Restaurant gift cards appeal to 72% of people, according to a new survey from the National Restaurant Association. About 47% of U.S. adults say they plan to give a restaurant gift card this season, according to Hudson Riehle, the Washington, D.C.-based trade association’s senior vice president of research and knowledge. That number rises to 60% among consumers with children in the household, he said. “Ninety percent of people tell us they enjoy going to restaurants, so a gift card is pretty much one size fits all,” Riehle said. “They are also a good choice for someone who wishes to give an experience rather than a material item.” The National Restaurant Association’s gift-card survey was conducted online Dec. 2-4 by New York City-based Engine Group and included 1,004 adults. The survey also found: More than half of consumers (56%) said they would want a gift card from their favorite restaurant. Nearly a quarter (22%) would like to use a gift card to try a new restaurant they haven’t been to before; and More than one in five (21%) would like a gift card for a restaurant they wouldn’t otherwise get to visit.
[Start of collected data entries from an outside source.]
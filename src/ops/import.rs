//! Copying pages between documents.
//!
//! Every object reachable from an imported page is copied into the
//! destination under a freshly allocated number. `/Parent` links are not
//! followed, and references to source pages that are not being imported
//! become null so a copied annotation cannot drag a whole page along.

use crate::document::Document;
use crate::error::Result;
use crate::object::{Dict, Object, ObjectRef};
use crate::page_tree::{self, INHERITABLE};
use std::collections::{HashMap, HashSet};

/// Copies objects from one source document into a destination.
pub struct ObjectImporter<'a> {
    source: &'a Document,
    map: HashMap<ObjectRef, ObjectRef>,
    excluded: HashSet<ObjectRef>,
    pending: Vec<ObjectRef>,
}

impl<'a> ObjectImporter<'a> {
    /// An importer for `pages` of `source`. Other source pages are
    /// excluded from the copy.
    pub fn new(source: &'a Document, pages: &[ObjectRef]) -> Result<Self> {
        let wanted: HashSet<ObjectRef> = pages.iter().copied().collect();
        let excluded = page_tree::page_refs(source)?
            .into_iter()
            .filter(|p| !wanted.contains(p))
            .collect();
        Ok(Self {
            source,
            map: HashMap::new(),
            excluded,
            pending: Vec::new(),
        })
    }

    /// Number of objects copied so far.
    pub fn copied(&self) -> usize {
        self.map.len()
    }

    /// Copy one page and everything it references. Inherited attributes
    /// are written onto the copy since its ancestors are not imported.
    /// Importing the same page twice returns the same object.
    pub fn import_page(&mut self, dest: &mut Document, page: ObjectRef) -> Result<ObjectRef> {
        if let Some(&done) = self.map.get(&page) {
            return Ok(done);
        }
        let mut dict: Dict = page_tree::page_dict(self.source, page)?.clone();
        for key in INHERITABLE {
            if dict.contains_key(key) {
                continue;
            }
            if let Some(value) = page_tree::inherited_raw(self.source, page, key)? {
                dict.insert(key.to_string(), value.clone());
            }
        }
        dict.remove("Parent");

        let target = dest.allocate();
        self.map.insert(page, target);
        let copy = self.translate(dest, &Object::Dictionary(dict));
        dest.put(target, copy);
        self.drain(dest);
        Ok(target)
    }

    /// Copy every page in `pages`, in order.
    pub fn import_pages(&mut self, dest: &mut Document, pages: &[ObjectRef]) -> Result<Vec<ObjectRef>> {
        pages.iter().map(|&p| self.import_page(dest, p)).collect()
    }

    fn drain(&mut self, dest: &mut Document) {
        while let Some(src) = self.pending.pop() {
            let Some(&target) = self.map.get(&src) else {
                continue;
            };
            let copy = match self.source.get(src) {
                Some(obj) => self.translate(dest, obj),
                None => Object::Null,
            };
            dest.put(target, copy);
        }
    }

    /// Clone `obj` with references rewritten into the destination. Unseen
    /// references get a number now and their body is copied by `drain`.
    fn translate(&mut self, dest: &mut Document, obj: &Object) -> Object {
        match obj {
            Object::Reference(r) => self.map_ref(dest, *r),
            Object::Array(items) => {
                Object::Array(items.iter().map(|item| self.translate(dest, item)).collect())
            },
            Object::Dictionary(dict) => Object::Dictionary(self.translate_dict(dest, dict)),
            Object::Stream { dict, data } => Object::Stream {
                dict: self.translate_dict(dest, dict),
                data: data.clone(),
            },
            other => other.clone(),
        }
    }

    fn translate_dict(&mut self, dest: &mut Document, dict: &Dict) -> Dict {
        dict.iter()
            .filter(|(key, _)| key.as_str() != "Parent")
            .map(|(key, value)| (key.clone(), self.translate(dest, value)))
            .collect()
    }

    fn map_ref(&mut self, dest: &mut Document, r: ObjectRef) -> Object {
        if let Some(&mapped) = self.map.get(&r) {
            return Object::Reference(mapped);
        }
        if self.excluded.contains(&r) {
            return Object::Null;
        }
        if self.source.get(r).is_none() {
            log::warn!("Dropping dangling reference {} while copying", r);
            return Object::Null;
        }
        let target = dest.allocate();
        self.map.insert(r, target);
        self.pending.push(r);
        Object::Reference(target)
    }
}
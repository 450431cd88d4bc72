//! Independent file jobs on a worker pool.
//!
//! Every job loads its own documents, so jobs share nothing but the
//! read-only configuration and the monitor's cancellation token.

use super::jobs;
use crate::config::EngineConfig;
use crate::error::{Error, Result};
use crate::ops::{CompressOptions, CompressStats, TextInsertion};
use crate::progress::Monitor;
use rayon::prelude::*;
use rayon::ThreadPoolBuilder;
use serde::{Deserialize, Serialize};
use std::path::PathBuf;

/// One unit of batch work.
#[derive(Debug, Clone, PartialEq, Serialize, Deserialize)]
#[serde(tag = "job", rename_all = "snake_case")]
pub enum BatchJob {
    /// Concatenate files
    Merge {
        /// Inputs in order
        inputs: Vec<PathBuf>,
        /// Output file
        output: PathBuf,
    },
    /// One file per page
    Split {
        /// Input file
        input: PathBuf,
        /// Directory receiving the pages
        output_dir: PathBuf,
    },
    /// Keep only the listed pages
    RemovePages {
        /// Input file
        input: PathBuf,
        /// 0-based pages to keep, in output order
        keep: Vec<usize>,
        /// Output file
        output: PathBuf,
    },
    /// Recompress streams
    Compress {
        /// Input file
        input: PathBuf,
        /// Output file
        output: PathBuf,
        /// Options; the configured defaults when absent
        #[serde(default)]
        options: Option<CompressOptions>,
    },
    /// Count pages
    PageCount {
        /// Input file
        input: PathBuf,
    },
    /// Place a line of text
    InsertText {
        /// Input file
        input: PathBuf,
        /// 0-based page
        page: usize,
        /// Text and placement
        insertion: TextInsertion,
        /// Output file
        output: PathBuf,
    },
}

/// What a finished job produced.
#[derive(Debug, Clone, PartialEq, Serialize)]
pub enum JobOutput {
    /// Page count of the result
    Pages(usize),
    /// Files written
    Files(Vec<PathBuf>),
    /// Compression summary
    Compressed(CompressStats),
    /// Output written, nothing to report
    Written,
}

impl BatchJob {
    /// Run the job on the current thread.
    pub fn run(&self, config: &EngineConfig, monitor: &Monitor) -> Result<JobOutput> {
        match self {
            BatchJob::Merge { inputs, output } => {
                jobs::merge_files(inputs, output, config, monitor).map(JobOutput::Pages)
            },
            BatchJob::Split { input, output_dir } => {
                jobs::split_file(input, output_dir, config, monitor).map(JobOutput::Files)
            },
            BatchJob::RemovePages { input, keep, output } => {
                jobs::remove_pages_file(input, keep, output, config, monitor).map(JobOutput::Pages)
            },
            BatchJob::Compress { input, output, options } => {
                let options = options.as_ref().unwrap_or(&config.compress);
                jobs::compress_file(input, output, options, config, monitor).map(JobOutput::Compressed)
            },
            BatchJob::PageCount { input } => jobs::page_count_file(input, config).map(JobOutput::Pages),
            BatchJob::InsertText {
                input,
                page,
                insertion,
                output,
            } => jobs::insert_text_file(input, *page, insertion, output, config).map(|()| JobOutput::Written),
        }
    }
}

/// Run `jobs` on a pool of `config.worker_threads` threads.
///
/// Results are in input order; one failing job does not stop the others.
/// Jobs not yet started when `monitor` is cancelled fail with `Cancelled`.
pub fn run_batch(jobs: &[BatchJob], config: &EngineConfig, monitor: &Monitor) -> Result<Vec<Result<JobOutput>>> {
    let pool = ThreadPoolBuilder::new()
        .num_threads(config.worker_threads)
        .build()
        .map_err(|e| Error::Config(format!("worker pool: {}", e)))?;
    let total = jobs.len();
    log::info!("Running {} jobs on {} threads", total, pool.current_num_threads());

    let results = pool.install(|| {
        jobs.par_iter()
            .enumerate()
            .map(|(i, job)| {
                monitor.check(i, total)?;
                let out = job.run(config, monitor);
                if let Err(e) = &out {
                    log::warn!("Job {} failed: {}", i, e);
                }
                out
            })
            .collect()
    });
    Ok(results)
}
As for when consumers use their cards, 20% said they would use the gift as soon as possible, while 40% planned to save it for a special occasion. When they do use them, more than a third (35%) said they would splurge and order more expensive items than usual. Paytronix, the digital guest-experience platform, found gift cards sales among 220 surveyed brands, increase 10% year-over-year in 2018. This year, between Black Friday and the following Sunday, overall gift card sales for the surveyed brands rose nearly 4%, the company said in an early report. “Restaurant gift cards are a perfect gift for anyone on your shopping list,” Riehle said. “They’re quick and easy to purchase and your friends and loved ones get to pick the meal they want most.” The National Restaurant Association was founded in 1919 to advocate on behalf of foodservice outlets. – Source: NRN/ The National Restaurant Association.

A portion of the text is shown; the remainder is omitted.